Collected data:
________
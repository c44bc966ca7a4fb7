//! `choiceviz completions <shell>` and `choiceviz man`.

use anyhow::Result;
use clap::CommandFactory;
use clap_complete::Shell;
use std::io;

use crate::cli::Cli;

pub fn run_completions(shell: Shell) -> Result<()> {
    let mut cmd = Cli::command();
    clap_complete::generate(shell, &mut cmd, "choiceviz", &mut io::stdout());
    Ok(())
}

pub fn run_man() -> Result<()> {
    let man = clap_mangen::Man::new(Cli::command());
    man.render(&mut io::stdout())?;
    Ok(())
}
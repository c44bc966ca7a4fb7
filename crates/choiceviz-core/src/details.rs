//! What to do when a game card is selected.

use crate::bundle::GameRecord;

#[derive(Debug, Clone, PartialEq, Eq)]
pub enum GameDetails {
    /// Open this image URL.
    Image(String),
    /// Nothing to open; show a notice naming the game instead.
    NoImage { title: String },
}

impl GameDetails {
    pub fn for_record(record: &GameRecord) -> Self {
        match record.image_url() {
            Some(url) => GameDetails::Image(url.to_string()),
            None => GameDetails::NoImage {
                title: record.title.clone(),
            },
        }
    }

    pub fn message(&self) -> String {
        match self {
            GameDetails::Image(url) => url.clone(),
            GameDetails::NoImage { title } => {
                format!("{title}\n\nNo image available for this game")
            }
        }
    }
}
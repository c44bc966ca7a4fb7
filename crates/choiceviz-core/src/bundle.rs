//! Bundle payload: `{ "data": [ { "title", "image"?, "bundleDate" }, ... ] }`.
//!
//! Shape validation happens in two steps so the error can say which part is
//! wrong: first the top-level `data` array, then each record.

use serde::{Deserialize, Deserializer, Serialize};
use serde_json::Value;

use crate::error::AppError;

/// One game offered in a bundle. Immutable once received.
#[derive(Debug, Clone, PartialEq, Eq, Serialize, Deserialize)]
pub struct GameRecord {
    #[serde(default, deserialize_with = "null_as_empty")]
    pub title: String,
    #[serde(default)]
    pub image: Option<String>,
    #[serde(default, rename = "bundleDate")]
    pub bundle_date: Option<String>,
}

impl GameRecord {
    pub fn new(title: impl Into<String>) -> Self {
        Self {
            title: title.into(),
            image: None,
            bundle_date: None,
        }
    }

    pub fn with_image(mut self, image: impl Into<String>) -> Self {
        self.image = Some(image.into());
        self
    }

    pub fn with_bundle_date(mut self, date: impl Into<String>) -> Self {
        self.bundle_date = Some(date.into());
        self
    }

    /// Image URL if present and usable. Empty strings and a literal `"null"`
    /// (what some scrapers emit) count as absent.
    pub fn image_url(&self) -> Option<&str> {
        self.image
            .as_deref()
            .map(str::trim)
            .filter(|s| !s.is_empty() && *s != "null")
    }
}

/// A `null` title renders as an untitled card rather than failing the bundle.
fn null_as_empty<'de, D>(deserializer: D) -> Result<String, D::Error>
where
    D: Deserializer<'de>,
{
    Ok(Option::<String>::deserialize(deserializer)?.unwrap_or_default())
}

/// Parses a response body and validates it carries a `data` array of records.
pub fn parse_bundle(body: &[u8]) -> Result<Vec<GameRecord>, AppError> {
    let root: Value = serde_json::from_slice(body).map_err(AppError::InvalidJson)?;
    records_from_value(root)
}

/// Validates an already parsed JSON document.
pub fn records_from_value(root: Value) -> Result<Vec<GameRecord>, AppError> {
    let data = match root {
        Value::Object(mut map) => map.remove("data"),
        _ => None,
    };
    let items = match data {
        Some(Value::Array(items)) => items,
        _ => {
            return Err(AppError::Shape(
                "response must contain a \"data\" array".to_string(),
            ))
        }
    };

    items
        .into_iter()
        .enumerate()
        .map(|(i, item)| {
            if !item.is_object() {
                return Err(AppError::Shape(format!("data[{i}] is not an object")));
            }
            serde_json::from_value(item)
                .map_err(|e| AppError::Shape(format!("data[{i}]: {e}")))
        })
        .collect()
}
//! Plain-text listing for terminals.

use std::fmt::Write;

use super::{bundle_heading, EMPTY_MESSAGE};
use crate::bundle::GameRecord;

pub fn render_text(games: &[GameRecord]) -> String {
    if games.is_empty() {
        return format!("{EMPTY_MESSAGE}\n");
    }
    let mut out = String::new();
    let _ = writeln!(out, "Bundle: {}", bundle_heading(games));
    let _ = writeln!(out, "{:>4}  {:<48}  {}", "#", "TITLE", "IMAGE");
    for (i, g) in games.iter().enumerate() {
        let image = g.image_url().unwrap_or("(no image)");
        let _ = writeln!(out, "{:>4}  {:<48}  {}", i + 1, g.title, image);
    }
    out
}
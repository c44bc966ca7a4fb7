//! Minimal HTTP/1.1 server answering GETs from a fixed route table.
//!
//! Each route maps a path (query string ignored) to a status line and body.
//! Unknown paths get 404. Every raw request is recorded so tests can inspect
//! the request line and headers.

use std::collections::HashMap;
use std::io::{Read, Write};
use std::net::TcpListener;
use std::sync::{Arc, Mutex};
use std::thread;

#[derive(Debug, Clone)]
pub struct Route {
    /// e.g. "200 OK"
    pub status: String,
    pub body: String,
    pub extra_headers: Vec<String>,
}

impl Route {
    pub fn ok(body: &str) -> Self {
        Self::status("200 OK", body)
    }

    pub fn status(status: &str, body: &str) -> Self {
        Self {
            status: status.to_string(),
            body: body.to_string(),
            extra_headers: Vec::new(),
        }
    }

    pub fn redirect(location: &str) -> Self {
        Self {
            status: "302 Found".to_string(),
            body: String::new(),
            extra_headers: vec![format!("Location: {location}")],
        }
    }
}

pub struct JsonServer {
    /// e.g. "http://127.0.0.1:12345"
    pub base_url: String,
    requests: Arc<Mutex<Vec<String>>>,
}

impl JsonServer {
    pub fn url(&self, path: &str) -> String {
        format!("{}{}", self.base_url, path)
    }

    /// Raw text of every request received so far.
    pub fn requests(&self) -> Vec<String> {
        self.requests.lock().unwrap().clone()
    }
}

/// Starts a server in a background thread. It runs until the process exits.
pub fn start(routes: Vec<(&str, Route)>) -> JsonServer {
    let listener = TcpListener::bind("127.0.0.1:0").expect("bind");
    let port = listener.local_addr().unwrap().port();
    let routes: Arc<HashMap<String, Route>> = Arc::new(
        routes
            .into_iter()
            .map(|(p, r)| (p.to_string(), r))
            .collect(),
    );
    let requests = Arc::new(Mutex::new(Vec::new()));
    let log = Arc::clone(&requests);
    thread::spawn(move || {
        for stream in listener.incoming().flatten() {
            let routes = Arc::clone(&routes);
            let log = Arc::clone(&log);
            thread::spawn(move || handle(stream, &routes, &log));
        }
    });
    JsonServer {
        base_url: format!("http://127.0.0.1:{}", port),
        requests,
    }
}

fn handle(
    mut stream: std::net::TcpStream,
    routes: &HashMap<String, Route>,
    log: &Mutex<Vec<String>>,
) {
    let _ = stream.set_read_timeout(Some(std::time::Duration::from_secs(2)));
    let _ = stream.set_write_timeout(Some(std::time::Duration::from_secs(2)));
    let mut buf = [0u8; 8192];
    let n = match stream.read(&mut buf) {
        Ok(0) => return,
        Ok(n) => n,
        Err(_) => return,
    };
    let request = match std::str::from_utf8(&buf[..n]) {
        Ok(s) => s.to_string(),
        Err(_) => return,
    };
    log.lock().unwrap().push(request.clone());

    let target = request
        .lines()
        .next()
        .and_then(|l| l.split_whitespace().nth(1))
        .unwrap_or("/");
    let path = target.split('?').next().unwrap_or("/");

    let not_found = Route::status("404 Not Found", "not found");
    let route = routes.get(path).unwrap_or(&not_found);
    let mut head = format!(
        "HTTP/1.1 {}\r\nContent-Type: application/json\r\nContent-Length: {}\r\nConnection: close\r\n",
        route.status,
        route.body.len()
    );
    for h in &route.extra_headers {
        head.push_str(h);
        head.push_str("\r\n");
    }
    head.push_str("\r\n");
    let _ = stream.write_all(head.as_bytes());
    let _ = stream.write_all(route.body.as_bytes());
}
________
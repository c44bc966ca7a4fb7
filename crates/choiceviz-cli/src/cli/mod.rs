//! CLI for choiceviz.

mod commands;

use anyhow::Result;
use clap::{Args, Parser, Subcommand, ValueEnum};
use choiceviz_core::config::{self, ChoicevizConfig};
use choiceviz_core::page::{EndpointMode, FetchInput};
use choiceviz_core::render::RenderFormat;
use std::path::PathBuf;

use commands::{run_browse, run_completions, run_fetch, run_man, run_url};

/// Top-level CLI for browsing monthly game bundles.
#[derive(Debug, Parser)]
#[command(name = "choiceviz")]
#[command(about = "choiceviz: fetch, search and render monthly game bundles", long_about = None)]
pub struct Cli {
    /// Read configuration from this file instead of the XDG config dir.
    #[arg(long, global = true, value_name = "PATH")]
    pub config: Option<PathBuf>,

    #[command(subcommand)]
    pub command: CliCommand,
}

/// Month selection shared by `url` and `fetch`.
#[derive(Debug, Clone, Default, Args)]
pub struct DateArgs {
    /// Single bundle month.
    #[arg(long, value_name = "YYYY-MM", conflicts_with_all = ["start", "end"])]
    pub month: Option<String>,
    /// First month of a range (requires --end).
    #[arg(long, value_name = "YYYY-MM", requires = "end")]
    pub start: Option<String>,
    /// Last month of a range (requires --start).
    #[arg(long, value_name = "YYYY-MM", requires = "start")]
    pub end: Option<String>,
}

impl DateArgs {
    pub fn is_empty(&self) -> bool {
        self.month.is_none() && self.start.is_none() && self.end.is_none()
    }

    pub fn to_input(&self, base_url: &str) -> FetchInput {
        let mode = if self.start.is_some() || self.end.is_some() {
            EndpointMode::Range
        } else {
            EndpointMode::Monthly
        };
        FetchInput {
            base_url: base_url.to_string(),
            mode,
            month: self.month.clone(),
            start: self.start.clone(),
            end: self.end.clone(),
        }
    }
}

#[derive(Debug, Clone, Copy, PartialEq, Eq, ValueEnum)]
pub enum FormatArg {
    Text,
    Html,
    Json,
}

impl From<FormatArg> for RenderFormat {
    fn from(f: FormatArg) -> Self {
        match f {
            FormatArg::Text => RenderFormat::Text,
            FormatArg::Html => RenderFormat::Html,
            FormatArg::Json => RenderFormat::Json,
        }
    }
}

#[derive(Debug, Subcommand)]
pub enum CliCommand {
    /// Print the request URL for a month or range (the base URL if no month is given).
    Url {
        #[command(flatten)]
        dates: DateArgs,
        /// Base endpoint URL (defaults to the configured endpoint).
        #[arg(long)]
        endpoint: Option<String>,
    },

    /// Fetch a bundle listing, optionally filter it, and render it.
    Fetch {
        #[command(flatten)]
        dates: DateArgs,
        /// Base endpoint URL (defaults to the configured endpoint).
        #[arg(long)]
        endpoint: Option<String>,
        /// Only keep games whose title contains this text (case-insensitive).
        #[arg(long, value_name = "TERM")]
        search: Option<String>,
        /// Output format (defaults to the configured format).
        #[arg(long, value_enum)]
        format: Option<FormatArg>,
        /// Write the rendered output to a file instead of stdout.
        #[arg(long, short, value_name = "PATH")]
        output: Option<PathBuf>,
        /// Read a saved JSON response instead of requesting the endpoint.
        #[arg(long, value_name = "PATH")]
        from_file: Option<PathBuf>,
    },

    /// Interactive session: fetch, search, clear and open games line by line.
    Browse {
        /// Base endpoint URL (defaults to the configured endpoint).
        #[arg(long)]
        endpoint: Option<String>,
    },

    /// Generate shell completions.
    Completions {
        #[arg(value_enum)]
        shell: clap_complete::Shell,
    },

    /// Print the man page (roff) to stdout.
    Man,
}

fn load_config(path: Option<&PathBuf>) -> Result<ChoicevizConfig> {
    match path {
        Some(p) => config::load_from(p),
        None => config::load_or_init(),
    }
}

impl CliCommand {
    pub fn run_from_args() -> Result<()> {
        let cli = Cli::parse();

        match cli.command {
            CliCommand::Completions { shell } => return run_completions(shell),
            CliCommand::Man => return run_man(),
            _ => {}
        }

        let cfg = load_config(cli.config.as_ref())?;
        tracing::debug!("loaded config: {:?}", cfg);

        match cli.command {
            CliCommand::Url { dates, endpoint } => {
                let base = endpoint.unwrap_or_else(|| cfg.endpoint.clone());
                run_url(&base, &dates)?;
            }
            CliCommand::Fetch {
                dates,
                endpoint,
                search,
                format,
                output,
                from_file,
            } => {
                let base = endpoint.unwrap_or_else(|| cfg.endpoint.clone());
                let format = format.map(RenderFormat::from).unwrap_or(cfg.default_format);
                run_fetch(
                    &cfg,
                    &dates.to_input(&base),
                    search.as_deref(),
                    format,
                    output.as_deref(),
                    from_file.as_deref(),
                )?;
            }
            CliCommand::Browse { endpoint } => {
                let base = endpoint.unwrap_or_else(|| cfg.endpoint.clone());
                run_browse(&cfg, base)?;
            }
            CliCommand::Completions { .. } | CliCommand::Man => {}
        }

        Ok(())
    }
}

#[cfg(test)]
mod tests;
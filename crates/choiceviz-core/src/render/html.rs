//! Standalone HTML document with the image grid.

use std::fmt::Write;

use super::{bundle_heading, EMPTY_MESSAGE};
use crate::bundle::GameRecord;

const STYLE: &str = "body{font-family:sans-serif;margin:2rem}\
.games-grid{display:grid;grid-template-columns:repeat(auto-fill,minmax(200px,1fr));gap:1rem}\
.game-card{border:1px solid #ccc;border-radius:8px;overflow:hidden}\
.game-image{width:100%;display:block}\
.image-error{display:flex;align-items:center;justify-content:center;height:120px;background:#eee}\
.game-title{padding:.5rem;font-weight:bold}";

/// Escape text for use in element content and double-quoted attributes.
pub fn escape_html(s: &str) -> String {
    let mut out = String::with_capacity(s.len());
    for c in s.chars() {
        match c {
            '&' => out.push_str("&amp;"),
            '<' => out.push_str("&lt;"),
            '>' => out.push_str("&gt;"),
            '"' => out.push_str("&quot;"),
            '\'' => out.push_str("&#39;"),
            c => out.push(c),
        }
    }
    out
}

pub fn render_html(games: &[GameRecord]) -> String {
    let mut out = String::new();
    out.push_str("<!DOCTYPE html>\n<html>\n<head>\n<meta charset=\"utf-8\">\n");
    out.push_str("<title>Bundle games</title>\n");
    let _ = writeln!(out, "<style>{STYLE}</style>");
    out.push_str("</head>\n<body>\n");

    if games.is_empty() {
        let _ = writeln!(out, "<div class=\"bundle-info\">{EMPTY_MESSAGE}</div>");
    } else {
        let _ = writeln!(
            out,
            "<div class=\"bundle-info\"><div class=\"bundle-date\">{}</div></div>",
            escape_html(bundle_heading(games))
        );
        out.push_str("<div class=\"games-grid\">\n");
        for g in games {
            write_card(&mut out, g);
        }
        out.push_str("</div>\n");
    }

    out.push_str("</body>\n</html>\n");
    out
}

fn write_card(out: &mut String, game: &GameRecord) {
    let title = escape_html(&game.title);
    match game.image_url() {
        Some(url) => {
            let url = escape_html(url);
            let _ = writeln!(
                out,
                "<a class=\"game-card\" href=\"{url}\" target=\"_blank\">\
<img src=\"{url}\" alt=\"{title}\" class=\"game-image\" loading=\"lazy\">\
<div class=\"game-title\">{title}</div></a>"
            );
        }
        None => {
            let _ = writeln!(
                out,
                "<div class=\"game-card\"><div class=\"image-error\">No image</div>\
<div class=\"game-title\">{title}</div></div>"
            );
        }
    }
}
________
## [Your instructions]
Above are records; repeat only the lines starting at the line with "pub fn status(status: &str, body: &str)" and ending at the line with "let mut buf = [0u8; 8192];", exactly as they appear, both included.

## [Your solution]
    pub fn status(status: &str, body: &str) -> Self {
        Self {
            status: status.to_string(),
            body: body.to_string(),
            extra_headers: Vec::new(),
        }
    }

    pub fn redirect(location: &str) -> Self {
        Self {
            status: "302 Found".to_string(),
            body: String::new(),
            extra_headers: vec![format!("Location: {location}")],
        }
    }
}

pub struct JsonServer {
    /// e.g. "http://127.0.0.1:12345"
    pub base_url: String,
    requests: Arc<Mutex<Vec<String>>>,
}

impl JsonServer {
    pub fn url(&self, path: &str) -> String {
        format!("{}{}", self.base_url, path)
    }

    /// Raw text of every request received so far.
    pub fn requests(&self) -> Vec<String> {
        self.requests.lock().unwrap().clone()
    }
}

/// Starts a server in a background thread. It runs until the process exits.
pub fn start(routes: Vec<(&str, Route)>) -> JsonServer {
    let listener = TcpListener::bind("127.0.0.1:0").expect("bind");
    let port = listener.local_addr().unwrap().port();
    let routes: Arc<HashMap<String, Route>> = Arc::new(
        routes
            .into_iter()
            .map(|(p, r)| (p.to_string(), r))
            .collect(),
    );
    let requests = Arc::new(Mutex::new(Vec::new()));
    let log = Arc::clone(&requests);
    thread::spawn(move || {
        for stream in listener.incoming().flatten() {
            let routes = Arc::clone(&routes);
            let log = Arc::clone(&log);
            thread::spawn(move || handle(stream, &routes, &log));
        }
    });
    JsonServer {
        base_url: format!("http://127.0.0.1:{}", port),
        requests,
    }
}

fn handle(
    mut stream: std::net::TcpStream,
    routes: &HashMap<String, Route>,
    log: &Mutex<Vec<String>>,
) {
    let _ = stream.set_read_timeout(Some(std::time::Duration::from_secs(2)));
    let _ = stream.set_write_timeout(Some(std::time::Duration::from_secs(2)));
    let mut buf = [0u8; 8192];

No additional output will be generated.